In the entries that follow, the line with "meeting.id, 2, RsvpStatus::Maybe).await.unwrap();" opens the range and the line with "async fn complete_persists_marks_and_notes()" closes it; repeat that range exactly, both lines included.
════════
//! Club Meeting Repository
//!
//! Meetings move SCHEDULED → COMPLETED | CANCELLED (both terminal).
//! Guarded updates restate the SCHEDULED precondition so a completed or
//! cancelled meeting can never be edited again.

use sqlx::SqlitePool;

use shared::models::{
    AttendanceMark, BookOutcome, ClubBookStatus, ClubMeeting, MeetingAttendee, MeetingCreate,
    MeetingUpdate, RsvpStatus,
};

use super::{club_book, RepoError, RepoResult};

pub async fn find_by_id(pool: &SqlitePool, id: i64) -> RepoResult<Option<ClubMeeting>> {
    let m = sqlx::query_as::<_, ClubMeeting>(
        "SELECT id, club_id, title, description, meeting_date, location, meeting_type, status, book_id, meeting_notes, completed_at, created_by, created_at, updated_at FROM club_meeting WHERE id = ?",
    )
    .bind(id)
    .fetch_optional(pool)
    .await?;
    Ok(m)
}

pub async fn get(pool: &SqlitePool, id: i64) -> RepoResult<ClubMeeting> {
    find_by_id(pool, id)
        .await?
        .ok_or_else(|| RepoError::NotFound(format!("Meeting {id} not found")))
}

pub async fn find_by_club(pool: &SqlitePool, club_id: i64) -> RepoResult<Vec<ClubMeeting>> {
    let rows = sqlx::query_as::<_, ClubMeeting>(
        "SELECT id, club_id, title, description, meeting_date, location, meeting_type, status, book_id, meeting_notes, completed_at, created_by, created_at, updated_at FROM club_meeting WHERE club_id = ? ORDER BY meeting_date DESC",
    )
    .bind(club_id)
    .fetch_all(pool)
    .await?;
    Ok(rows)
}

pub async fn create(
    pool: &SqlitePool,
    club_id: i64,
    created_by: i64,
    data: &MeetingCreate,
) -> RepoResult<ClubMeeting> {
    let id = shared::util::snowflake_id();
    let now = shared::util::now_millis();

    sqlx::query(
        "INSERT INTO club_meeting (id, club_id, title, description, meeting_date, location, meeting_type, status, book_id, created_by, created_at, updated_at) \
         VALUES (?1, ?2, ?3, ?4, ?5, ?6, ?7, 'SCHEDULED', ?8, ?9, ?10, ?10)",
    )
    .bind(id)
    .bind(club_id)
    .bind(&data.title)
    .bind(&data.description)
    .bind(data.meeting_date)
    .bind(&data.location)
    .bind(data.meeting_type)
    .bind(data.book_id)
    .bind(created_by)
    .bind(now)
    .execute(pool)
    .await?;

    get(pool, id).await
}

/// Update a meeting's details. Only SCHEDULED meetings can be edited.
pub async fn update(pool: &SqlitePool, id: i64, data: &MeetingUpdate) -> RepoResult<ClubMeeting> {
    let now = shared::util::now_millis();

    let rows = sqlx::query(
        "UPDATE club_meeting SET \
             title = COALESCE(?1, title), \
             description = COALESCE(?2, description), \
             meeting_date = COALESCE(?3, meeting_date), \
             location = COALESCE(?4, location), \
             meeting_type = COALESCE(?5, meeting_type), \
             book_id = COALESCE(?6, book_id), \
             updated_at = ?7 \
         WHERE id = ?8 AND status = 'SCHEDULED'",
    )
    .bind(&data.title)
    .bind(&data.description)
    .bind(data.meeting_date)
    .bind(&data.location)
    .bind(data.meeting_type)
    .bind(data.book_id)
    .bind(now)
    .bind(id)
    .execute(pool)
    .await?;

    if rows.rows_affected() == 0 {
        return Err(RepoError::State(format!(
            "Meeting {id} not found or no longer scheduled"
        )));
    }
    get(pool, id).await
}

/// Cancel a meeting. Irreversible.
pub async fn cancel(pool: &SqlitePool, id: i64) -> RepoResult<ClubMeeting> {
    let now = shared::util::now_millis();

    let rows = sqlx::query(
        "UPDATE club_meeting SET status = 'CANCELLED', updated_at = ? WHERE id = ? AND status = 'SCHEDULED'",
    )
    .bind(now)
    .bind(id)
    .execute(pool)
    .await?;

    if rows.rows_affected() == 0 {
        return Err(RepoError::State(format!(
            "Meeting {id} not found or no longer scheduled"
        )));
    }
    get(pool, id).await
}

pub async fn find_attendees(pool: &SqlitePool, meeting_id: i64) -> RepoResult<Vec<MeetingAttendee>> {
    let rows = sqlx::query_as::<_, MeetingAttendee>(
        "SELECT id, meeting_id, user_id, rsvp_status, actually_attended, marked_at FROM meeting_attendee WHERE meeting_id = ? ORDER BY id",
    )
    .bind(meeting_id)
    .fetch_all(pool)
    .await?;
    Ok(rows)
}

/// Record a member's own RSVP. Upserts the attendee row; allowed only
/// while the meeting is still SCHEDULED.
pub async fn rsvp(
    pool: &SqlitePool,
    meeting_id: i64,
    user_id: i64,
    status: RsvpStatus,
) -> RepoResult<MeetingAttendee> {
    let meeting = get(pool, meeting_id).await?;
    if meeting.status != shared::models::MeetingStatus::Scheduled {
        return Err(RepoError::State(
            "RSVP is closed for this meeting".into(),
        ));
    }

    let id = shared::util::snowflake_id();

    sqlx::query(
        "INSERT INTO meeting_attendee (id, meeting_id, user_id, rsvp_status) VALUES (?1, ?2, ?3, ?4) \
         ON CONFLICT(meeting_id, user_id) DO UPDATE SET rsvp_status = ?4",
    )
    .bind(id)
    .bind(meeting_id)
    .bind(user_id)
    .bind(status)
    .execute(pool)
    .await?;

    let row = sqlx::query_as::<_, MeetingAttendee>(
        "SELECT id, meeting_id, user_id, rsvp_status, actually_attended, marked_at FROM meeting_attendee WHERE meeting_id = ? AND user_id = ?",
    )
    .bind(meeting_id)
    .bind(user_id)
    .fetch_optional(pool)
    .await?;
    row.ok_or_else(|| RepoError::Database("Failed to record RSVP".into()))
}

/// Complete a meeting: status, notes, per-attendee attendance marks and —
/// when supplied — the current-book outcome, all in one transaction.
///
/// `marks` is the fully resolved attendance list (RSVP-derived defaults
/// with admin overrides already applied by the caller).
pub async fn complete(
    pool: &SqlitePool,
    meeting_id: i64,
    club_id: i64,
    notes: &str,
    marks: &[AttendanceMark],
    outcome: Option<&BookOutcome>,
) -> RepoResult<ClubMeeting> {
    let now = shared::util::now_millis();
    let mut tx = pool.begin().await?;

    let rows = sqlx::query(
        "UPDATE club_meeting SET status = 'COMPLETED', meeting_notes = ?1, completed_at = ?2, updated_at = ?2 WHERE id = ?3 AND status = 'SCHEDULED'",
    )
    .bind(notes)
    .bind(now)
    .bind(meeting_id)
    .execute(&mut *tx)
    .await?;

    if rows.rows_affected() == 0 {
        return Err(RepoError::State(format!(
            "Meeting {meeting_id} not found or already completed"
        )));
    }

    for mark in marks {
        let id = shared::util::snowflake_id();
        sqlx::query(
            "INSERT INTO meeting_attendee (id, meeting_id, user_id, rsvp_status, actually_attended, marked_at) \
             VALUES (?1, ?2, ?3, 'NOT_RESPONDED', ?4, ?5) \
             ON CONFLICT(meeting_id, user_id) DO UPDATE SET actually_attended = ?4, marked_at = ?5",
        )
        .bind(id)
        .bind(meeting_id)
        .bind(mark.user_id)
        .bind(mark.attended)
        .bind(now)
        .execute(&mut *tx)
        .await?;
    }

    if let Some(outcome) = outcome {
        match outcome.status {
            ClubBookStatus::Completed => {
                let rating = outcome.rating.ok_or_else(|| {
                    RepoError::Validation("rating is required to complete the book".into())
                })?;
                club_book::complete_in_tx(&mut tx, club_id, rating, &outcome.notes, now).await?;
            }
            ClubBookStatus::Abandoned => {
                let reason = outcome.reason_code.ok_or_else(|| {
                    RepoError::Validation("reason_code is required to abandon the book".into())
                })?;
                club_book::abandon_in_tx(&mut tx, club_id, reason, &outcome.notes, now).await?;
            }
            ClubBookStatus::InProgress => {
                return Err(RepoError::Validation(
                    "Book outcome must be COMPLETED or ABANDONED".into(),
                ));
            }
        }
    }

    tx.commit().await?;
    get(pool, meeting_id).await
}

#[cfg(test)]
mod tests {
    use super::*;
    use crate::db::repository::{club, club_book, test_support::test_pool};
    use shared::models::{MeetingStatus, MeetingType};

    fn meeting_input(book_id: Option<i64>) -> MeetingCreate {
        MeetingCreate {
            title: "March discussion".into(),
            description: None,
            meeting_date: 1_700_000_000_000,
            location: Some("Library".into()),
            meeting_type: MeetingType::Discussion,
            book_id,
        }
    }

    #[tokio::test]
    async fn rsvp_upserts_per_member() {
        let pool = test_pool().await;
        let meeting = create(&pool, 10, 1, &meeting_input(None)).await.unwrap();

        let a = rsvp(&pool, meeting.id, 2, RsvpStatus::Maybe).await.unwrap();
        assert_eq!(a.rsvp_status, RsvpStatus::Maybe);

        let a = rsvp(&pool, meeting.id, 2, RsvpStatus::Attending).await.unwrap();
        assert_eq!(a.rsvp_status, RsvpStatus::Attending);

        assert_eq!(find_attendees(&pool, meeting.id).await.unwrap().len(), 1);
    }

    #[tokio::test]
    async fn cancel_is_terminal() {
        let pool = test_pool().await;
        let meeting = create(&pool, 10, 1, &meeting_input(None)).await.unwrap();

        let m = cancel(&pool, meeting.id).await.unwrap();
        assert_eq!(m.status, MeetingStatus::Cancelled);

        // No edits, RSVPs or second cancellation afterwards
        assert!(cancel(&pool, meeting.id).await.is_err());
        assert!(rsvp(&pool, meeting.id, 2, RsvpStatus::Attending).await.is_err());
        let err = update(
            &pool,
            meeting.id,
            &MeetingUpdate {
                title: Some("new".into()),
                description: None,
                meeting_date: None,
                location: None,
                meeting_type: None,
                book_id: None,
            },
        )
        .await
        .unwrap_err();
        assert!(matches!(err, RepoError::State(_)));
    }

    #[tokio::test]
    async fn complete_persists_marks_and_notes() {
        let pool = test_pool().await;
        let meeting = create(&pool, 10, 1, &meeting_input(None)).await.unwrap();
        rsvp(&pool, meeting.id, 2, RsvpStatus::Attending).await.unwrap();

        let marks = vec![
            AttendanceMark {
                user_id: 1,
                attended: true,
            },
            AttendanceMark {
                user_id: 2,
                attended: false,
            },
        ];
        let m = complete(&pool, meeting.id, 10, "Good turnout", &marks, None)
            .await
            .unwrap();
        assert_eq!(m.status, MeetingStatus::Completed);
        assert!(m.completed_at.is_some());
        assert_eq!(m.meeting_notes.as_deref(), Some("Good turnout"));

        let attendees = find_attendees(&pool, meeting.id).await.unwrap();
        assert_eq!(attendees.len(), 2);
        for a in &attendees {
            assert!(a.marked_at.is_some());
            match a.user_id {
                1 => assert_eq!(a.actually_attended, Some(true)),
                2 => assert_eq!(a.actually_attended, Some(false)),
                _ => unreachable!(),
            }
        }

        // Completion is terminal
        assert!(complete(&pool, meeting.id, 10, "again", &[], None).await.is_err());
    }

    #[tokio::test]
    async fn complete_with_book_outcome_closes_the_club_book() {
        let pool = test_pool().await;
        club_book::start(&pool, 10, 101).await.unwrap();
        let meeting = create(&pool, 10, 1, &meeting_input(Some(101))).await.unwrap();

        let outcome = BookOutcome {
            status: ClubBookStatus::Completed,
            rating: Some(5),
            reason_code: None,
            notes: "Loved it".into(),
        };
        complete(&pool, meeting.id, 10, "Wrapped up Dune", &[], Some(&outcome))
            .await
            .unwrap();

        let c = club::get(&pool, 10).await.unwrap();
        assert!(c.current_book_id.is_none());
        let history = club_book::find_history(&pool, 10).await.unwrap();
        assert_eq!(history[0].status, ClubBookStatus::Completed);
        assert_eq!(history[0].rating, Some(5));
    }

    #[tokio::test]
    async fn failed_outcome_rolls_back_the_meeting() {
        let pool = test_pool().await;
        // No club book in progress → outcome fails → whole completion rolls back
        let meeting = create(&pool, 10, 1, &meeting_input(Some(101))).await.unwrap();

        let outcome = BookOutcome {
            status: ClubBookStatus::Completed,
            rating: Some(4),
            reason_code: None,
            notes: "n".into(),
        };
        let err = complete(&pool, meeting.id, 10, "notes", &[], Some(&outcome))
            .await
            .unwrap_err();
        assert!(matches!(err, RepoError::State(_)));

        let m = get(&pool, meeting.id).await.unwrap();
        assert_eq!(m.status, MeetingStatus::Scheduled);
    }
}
════════
▶ **ANSWER SECTION**:
        let a = rsvp(&pool, meeting.id, 2, RsvpStatus::Maybe).await.unwrap();
        assert_eq!(a.rsvp_status, RsvpStatus::Maybe);

        let a = rsvp(&pool, meeting.id, 2, RsvpStatus::Attending).await.unwrap();
        assert_eq!(a.rsvp_status, RsvpStatus::Attending);

        assert_eq!(find_attendees(&pool, meeting.id).await.unwrap().len(), 1);
    }

    #[tokio::test]
    async fn cancel_is_terminal() {
        let pool = test_pool().await;
        let meeting = create(&pool, 10, 1, &meeting_input(None)).await.unwrap();

        let m = cancel(&pool, meeting.id).await.unwrap();
        assert_eq!(m.status, MeetingStatus::Cancelled);

        // No edits, RSVPs or second cancellation afterwards
        assert!(cancel(&pool, meeting.id).await.is_err());
        assert!(rsvp(&pool, meeting.id, 2, RsvpStatus::Attending).await.is_err());
        let err = update(
            &pool,
            meeting.id,
            &MeetingUpdate {
                title: Some("new".into()),
                description: None,
                meeting_date: None,
                location: None,
                meeting_type: None,
                book_id: None,
            },
        )
        .await
        .unwrap_err();
        assert!(matches!(err, RepoError::State(_)));
    }

    #[tokio::test]
    async fn complete_persists_marks_and_notes() {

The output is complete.